Collected data entries:
-----

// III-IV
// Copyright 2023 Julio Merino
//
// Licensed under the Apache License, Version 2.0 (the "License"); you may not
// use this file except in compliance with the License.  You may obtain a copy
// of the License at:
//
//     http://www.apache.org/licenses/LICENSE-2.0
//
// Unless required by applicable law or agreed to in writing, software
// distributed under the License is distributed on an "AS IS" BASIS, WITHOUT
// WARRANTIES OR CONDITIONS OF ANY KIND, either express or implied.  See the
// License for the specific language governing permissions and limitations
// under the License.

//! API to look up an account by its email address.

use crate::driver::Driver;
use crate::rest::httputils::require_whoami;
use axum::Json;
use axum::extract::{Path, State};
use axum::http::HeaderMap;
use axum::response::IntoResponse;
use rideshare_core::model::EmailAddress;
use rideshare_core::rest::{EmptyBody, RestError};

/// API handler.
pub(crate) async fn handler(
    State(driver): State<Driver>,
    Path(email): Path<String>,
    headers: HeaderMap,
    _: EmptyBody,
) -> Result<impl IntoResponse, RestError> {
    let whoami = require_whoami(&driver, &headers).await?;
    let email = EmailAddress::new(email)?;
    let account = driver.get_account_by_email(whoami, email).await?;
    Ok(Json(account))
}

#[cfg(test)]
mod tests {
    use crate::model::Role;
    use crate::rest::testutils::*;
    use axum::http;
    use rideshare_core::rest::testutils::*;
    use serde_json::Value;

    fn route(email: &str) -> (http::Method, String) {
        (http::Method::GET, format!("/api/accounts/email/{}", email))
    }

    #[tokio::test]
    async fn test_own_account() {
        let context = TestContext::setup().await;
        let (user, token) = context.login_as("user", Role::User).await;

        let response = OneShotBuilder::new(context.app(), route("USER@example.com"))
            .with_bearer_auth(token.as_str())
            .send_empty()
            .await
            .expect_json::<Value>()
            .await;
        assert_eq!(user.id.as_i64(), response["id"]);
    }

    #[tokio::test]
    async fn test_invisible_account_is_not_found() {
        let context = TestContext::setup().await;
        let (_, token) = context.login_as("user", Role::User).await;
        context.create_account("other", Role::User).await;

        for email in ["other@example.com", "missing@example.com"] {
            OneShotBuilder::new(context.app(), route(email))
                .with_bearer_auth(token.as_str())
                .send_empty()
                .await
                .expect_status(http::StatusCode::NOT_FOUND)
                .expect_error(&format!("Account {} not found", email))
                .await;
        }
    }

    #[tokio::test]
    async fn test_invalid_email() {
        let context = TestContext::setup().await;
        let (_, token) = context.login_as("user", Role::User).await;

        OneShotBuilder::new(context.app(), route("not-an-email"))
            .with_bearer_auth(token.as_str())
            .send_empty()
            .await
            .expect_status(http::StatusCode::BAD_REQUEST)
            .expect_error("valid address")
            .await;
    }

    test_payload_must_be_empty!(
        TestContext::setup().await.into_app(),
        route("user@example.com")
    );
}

-----

> What to produce: Write out the records exactly, starting at the first line and stopping after the line that contains "in writing, software".

> Exercise solution:
// III-IV
// Copyright 2023 Julio Merino
//
// Licensed under the Apache License, Version 2.0 (the "License"); you may not
// use this file except in compliance with the License.  You may obtain a copy
// of the License at:
//
//     http://www.apache.org/licenses/LICENSE-2.0
//
// Unless required by applicable law or agreed to in writing, software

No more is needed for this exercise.